# Work request
All of the entries are to be restated word for word.

# Extracted information
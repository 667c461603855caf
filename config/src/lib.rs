//! Configuration for drift.
//!
//! ```toml
//! [inputs]
//! frequency = "${HOME}/puzzles/day1.txt"
//! claims = "inputs/day3.txt"
//!
//! [log]
//! filter = "drift_core=debug"
//! ```
//!
//! The file lives at `~/.drift/config.toml`. A missing file is not an error;
//! every section is optional.

use std::env;
use std::fs;
use std::io;
use std::path::{Path, PathBuf};

use serde::Deserialize;
use thiserror::Error;

#[derive(Debug, Default, Deserialize)]
pub struct DriftConfig {
    pub inputs: Option<InputsConfig>,
    pub log: Option<LogConfig>,
}

#[derive(Debug, Error)]
pub enum ConfigError {
    #[error("failed to read config at {}: {source}", .path.display())]
    Read { path: PathBuf, source: io::Error },
    #[error("failed to parse config at {}: {source}", .path.display())]
    Parse {
        path: PathBuf,
        source: toml::de::Error,
    },
}

impl ConfigError {
    pub fn path(&self) -> &PathBuf {
        match self {
            ConfigError::Read { path, .. } | ConfigError::Parse { path, .. } => path,
        }
    }
}

/// Default puzzle input files, used when no file is given on the command line.
///
/// Values may reference environment variables as `${VAR}`.
#[derive(Debug, Default, Deserialize)]
pub struct InputsConfig {
    /// Frequency change list, one signed integer per line.
    pub frequency: Option<String>,
    /// Fabric claims, one `#id @ left,top: WxH` per line.
    pub claims: Option<String>,
}

impl InputsConfig {
    #[must_use]
    pub fn frequency_path(&self) -> Option<PathBuf> {
        expand_path(self.frequency.as_deref())
    }

    #[must_use]
    pub fn claims_path(&self) -> Option<PathBuf> {
        expand_path(self.claims.as_deref())
    }
}

#[derive(Debug, Default, Deserialize)]
pub struct LogConfig {
    /// `tracing` filter directive, e.g. `"info"` or `"drift_core=debug"`.
    /// `DRIFT_LOG` takes precedence.
    pub filter: Option<String>,
}

fn expand_path(raw: Option<&str>) -> Option<PathBuf> {
    let expanded = expand_env_vars(raw?.trim());
    if expanded.is_empty() {
        None
    } else {
        Some(PathBuf::from(expanded))
    }
}

/// Replace `${VAR}` with the variable's value. Unset variables expand to
/// nothing; an unclosed `${` is kept as written.
#[must_use]
pub fn expand_env_vars(value: &str) -> String {
    let mut out = String::with_capacity(value.len());
    let mut rest = value;

    while let Some(open) = rest.find("${") {
        let after = &rest[open + 2..];
        let Some(close) = after.find('}') else {
            break;
        };
        out.push_str(&rest[..open]);
        let var = &after[..close];
        if !var.is_empty() {
            out.push_str(&env::var(var).unwrap_or_default());
        }
        rest = &after[close + 1..];
    }

    out.push_str(rest);
    out
}

impl DriftConfig {
    /// Load from the default location. `Ok(None)` when no config exists.
    pub fn load() -> Result<Option<Self>, ConfigError> {
        let path = match config_path() {
            Some(path) => path,
            None => return Ok(None),
        };
        if !path.exists() {
            return Ok(None);
        }
        Self::load_from(&path).map(Some)
    }

    pub fn load_from(path: &Path) -> Result<Self, ConfigError> {
        let content = match fs::read_to_string(path) {
            Ok(content) => content,
            Err(err) => {
                tracing::warn!("Failed to read config at {:?}: {}", path, err);
                return Err(ConfigError::Read {
                    path: path.to_path_buf(),
                    source: err,
                });
            }
        };

        match toml::from_str(&content) {
            Ok(config) => Ok(config),
            Err(err) => {
                tracing::warn!("Failed to parse config at {:?}: {}", path, err);
                Err(ConfigError::Parse {
                    path: path.to_path_buf(),
                    source: err,
                })
            }
        }
    }

    #[must_use]
    pub fn frequency_path(&self) -> Option<PathBuf> {
        self.inputs.as_ref().and_then(InputsConfig::frequency_path)
    }

    #[must_use]
    pub fn claims_path(&self) -> Option<PathBuf> {
        self.inputs.as_ref().and_then(InputsConfig::claims_path)
    }

    #[must_use]
    pub fn log_filter(&self) -> Option<&str> {
        self.log
            .as_ref()
            .and_then(|log| log.filter.as_deref())
            .map(str::trim)
            .filter(|filter| !filter.is_empty())
    }
}

pub fn config_path() -> Option<PathBuf> {
    dirs::home_dir().map(|home| home.join(".drift").join("config.toml"))
}
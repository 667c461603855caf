//! Frequency calibration from input text to answers.

use std::fs;

use drift_core::{CalibrationError, first_repeat, parse_deltas, resulting_frequency};
use drift_types::Occurrence;

use crate::common::{WALKTHROUGH_DELTAS, signed_lines, write_input};

#[test]
fn walkthrough_file_yields_both_answers() {
    let dir = tempfile::tempdir().unwrap();
    let path = write_input(dir.path(), "day1.txt", WALKTHROUGH_DELTAS);

    let deltas = parse_deltas(&fs::read_to_string(path).unwrap()).unwrap();
    assert_eq!(resulting_frequency(&deltas), Ok(3));
    assert_eq!(first_repeat(&deltas), Ok(Occurrence { value: 2, step: 6 }));
}

#[test]
fn statement_examples_from_text() {
    let cases: [(&[i64], i64); 4] = [
        (&[1, -1], 0),
        (&[3, 3, 4, -2, -4], 10),
        (&[-6, 3, 8, 5, -6], 5),
        (&[7, 7, -2, -7, -4], 14),
    ];
    for (deltas, expected) in cases {
        let parsed = parse_deltas(&signed_lines(deltas)).unwrap();
        assert_eq!(
            first_repeat(&parsed).map(|occurrence| occurrence.value),
            Ok(expected),
            "deltas {deltas:?}"
        );
    }
}

#[test]
fn repeat_far_into_the_cycle_is_found_without_walking() {
    // 0, 1000, 1, 1001, 2, ... : 1000 comes back after 1000 passes.
    let deltas = parse_deltas(&signed_lines(&[1000, -999])).unwrap();
    assert_eq!(
        first_repeat(&deltas),
        Ok(Occurrence {
            value: 1000,
            step: 2000,
        })
    );
}

#[test]
fn very_long_cycle_finishes() {
    // A step of +1 per pass and a gap of a billion: far too many passes to
    // simulate, still answered by the pair search.
    let deltas = parse_deltas(&signed_lines(&[1_000_000_000, -999_999_999])).unwrap();
    let occurrence = first_repeat(&deltas).unwrap();
    assert_eq!(occurrence.value, 1_000_000_000);
    assert_eq!(occurrence.step, 2_000_000_000);
}

#[test]
fn diverging_drift_has_no_solution() {
    let deltas = parse_deltas("+5\n+5\n-1\n").unwrap();
    assert_eq!(first_repeat(&deltas), Err(CalibrationError::NoSolution));
    assert_eq!(resulting_frequency(&deltas), Ok(9));
}

#[test]
fn malformed_input_is_reported_not_solved() {
    let err = parse_deltas("+1\n+2\nthree\n").unwrap_err();
    assert_eq!(err.to_string(), "line 3: invalid frequency change \"three\"");
}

# Expected answer
repository 667c461603855caf
filename config/src/lib.rs
//! Configuration for drift.
//!
//! ```toml
//! [inputs]
//! frequency = "${HOME}/puzzles/day1.txt"
//! claims = "inputs/day3.txt"
//!
//! [log]
//! filter = "drift_core=debug"
//! ```
//!
//! The file lives at `~/.drift/config.toml`. A missing file is not an error;
//! every section is optional.

use std::env;
use std::fs;
use std::io;
use std::path::{Path, PathBuf};

use serde::Deserialize;
use thiserror::Error;

#[derive(Debug, Default, Deserialize)]
pub struct DriftConfig {
    pub inputs: Option<InputsConfig>,
    pub log: Option<LogConfig>,
}

#[derive(Debug, Error)]
pub enum ConfigError {
    #[error("failed to read config at {}: {source}", .path.display())]
    Read { path: PathBuf, source: io::Error },
    #[error("failed to parse config at {}: {source}", .path.display())]
    Parse {
        path: PathBuf,
        source: toml::de::Error,
    },
}

impl ConfigError {
    pub fn path(&self) -> &PathBuf {
        match self {
            ConfigError::Read { path, .. } | ConfigError::Parse { path, .. } => path,
        }
    }
}

/// Default puzzle input files, used when no file is given on the command line.
///
/// Values may reference environment variables as `${VAR}`.
#[derive(Debug, Default, Deserialize)]
pub struct InputsConfig {
    /// Frequency change list, one signed integer per line.
    pub frequency: Option<String>,
    /// Fabric claims, one `#id @ left,top: WxH` per line.
    pub claims: Option<String>,
}

impl InputsConfig {
    #[must_use]
    pub fn frequency_path(&self) -> Option<PathBuf> {
        expand_path(self.frequency.as_deref())
    }

    #[must_use]
    pub fn claims_path(&self) -> Option<PathBuf> {
        expand_path(self.claims.as_deref())
    }
}

#[derive(Debug, Default, Deserialize)]
pub struct LogConfig {
    /// `tracing` filter directive, e.g. `"info"` or `"drift_core=debug"`.
    /// `DRIFT_LOG` takes precedence.
    pub filter: Option<String>,
}

fn expand_path(raw: Option<&str>) -> Option<PathBuf> {
    let expanded = expand_env_vars(raw?.trim());
    if expanded.is_empty() {
        None
    } else {
        Some(PathBuf::from(expanded))
    }
}

/// Replace `${VAR}` with the variable's value. Unset variables expand to
/// nothing; an unclosed `${` is kept as written.
#[must_use]
pub fn expand_env_vars(value: &str) -> String {
    let mut out = String::with_capacity(value.len());
    let mut rest = value;

    while let Some(open) = rest.find("${") {
        let after = &rest[open + 2..];
        let Some(close) = after.find('}') else {
            break;
        };
        out.push_str(&rest[..open]);
        let var = &after[..close];
        if !var.is_empty() {
            out.push_str(&env::var(var).unwrap_or_default());
        }
        rest = &after[close + 1..];
    }

    out.push_str(rest);
    out
}

impl DriftConfig {
    /// Load from the default location. `Ok(None)` when no config exists.
    pub fn load() -> Result<Option<Self>, ConfigError> {
        let path = match config_path() {
            Some(path) => path,
            None => return Ok(None),
        };
        if !path.exists() {
            return Ok(None);
        }
        Self::load_from(&path).map(Some)
    }

    pub fn load_from(path: &Path) -> Result<Self, ConfigError> {
        let content = match fs::read_to_string(path) {
            Ok(content) => content,
            Err(err) => {
                tracing::warn!("Failed to read config at {:?}: {}", path, err);
                return Err(ConfigError::Read {
                    path: path.to_path_buf(),
                    source: err,
                });
            }
        };

        match toml::from_str(&content) {
            Ok(config) => Ok(config),
            Err(err) => {
                tracing::warn!("Failed to parse config at {:?}: {}", path, err);
                Err(ConfigError::Parse {
                    path: path.to_path_buf(),
                    source: err,
                })
            }
        }
    }

    #[must_use]
    pub fn frequency_path(&self) -> Option<PathBuf> {
        self.inputs.as_ref().and_then(InputsConfig::frequency_path)
    }

    #[must_use]
    pub fn claims_path(&self) -> Option<PathBuf> {
        self.inputs.as_ref().and_then(InputsConfig::claims_path)
    }

    #[must_use]
    pub fn log_filter(&self) -> Option<&str> {
        self.log
            .as_ref()
            .and_then(|log| log.filter.as_deref())
            .map(str::trim)
            .filter(|filter| !filter.is_empty())
    }
}

pub fn config_path() -> Option<PathBuf> {
    dirs::home_dir().map(|home| home.join(".drift").join("config.toml"))
}
repository 667c461603855caf
//! Frequency calibration from input text to answers.

use std::fs;

use drift_core::{CalibrationError, first_repeat, parse_deltas, resulting_frequency};
use drift_types::Occurrence;

use crate::common::{WALKTHROUGH_DELTAS, signed_lines, write_input};

#[test]
fn walkthrough_file_yields_both_answers() {
    let dir = tempfile::tempdir().unwrap();
    let path = write_input(dir.path(), "day1.txt", WALKTHROUGH_DELTAS);

    let deltas = parse_deltas(&fs::read_to_string(path).unwrap()).unwrap();
    assert_eq!(resulting_frequency(&deltas), Ok(3));
    assert_eq!(first_repeat(&deltas), Ok(Occurrence { value: 2, step: 6 }));
}

#[test]
fn statement_examples_from_text() {
    let cases: [(&[i64], i64); 4] = [
        (&[1, -1], 0),
        (&[3, 3, 4, -2, -4], 10),
        (&[-6, 3, 8, 5, -6], 5),
        (&[7, 7, -2, -7, -4], 14),
    ];
    for (deltas, expected) in cases {
        let parsed = parse_deltas(&signed_lines(deltas)).unwrap();
        assert_eq!(
            first_repeat(&parsed).map(|occurrence| occurrence.value),
            Ok(expected),
            "deltas {deltas:?}"
        );
    }
}

#[test]
fn repeat_far_into_the_cycle_is_found_without_walking() {
    // 0, 1000, 1, 1001, 2, ... : 1000 comes back after 1000 passes.
    let deltas = parse_deltas(&signed_lines(&[1000, -999])).unwrap();
    assert_eq!(
        first_repeat(&deltas),
        Ok(Occurrence {
            value: 1000,
            step: 2000,
        })
    );
}

#[test]
fn very_long_cycle_finishes() {
    // A step of +1 per pass and a gap of a billion: far too many passes to
    // simulate, still answered by the pair search.
    let deltas = parse_deltas(&signed_lines(&[1_000_000_000, -999_999_999])).unwrap();
    let occurrence = first_repeat(&deltas).unwrap();
    assert_eq!(occurrence.value, 1_000_000_000);
    assert_eq!(occurrence.step, 2_000_000_000);
}

#[test]
fn diverging_drift_has_no_solution() {
    let deltas = parse_deltas("+5\n+5\n-1\n").unwrap();
    assert_eq!(first_repeat(&deltas), Err(CalibrationError::NoSolution));
    assert_eq!(resulting_frequency(&deltas), Ok(9));
}

#[test]
fn malformed_input_is_reported_not_solved() {
    let err = parse_deltas("+1\n+2\nthree\n").unwrap_err();
    assert_eq!(err.to_string(), "line 3: invalid frequency change \"three\"");
}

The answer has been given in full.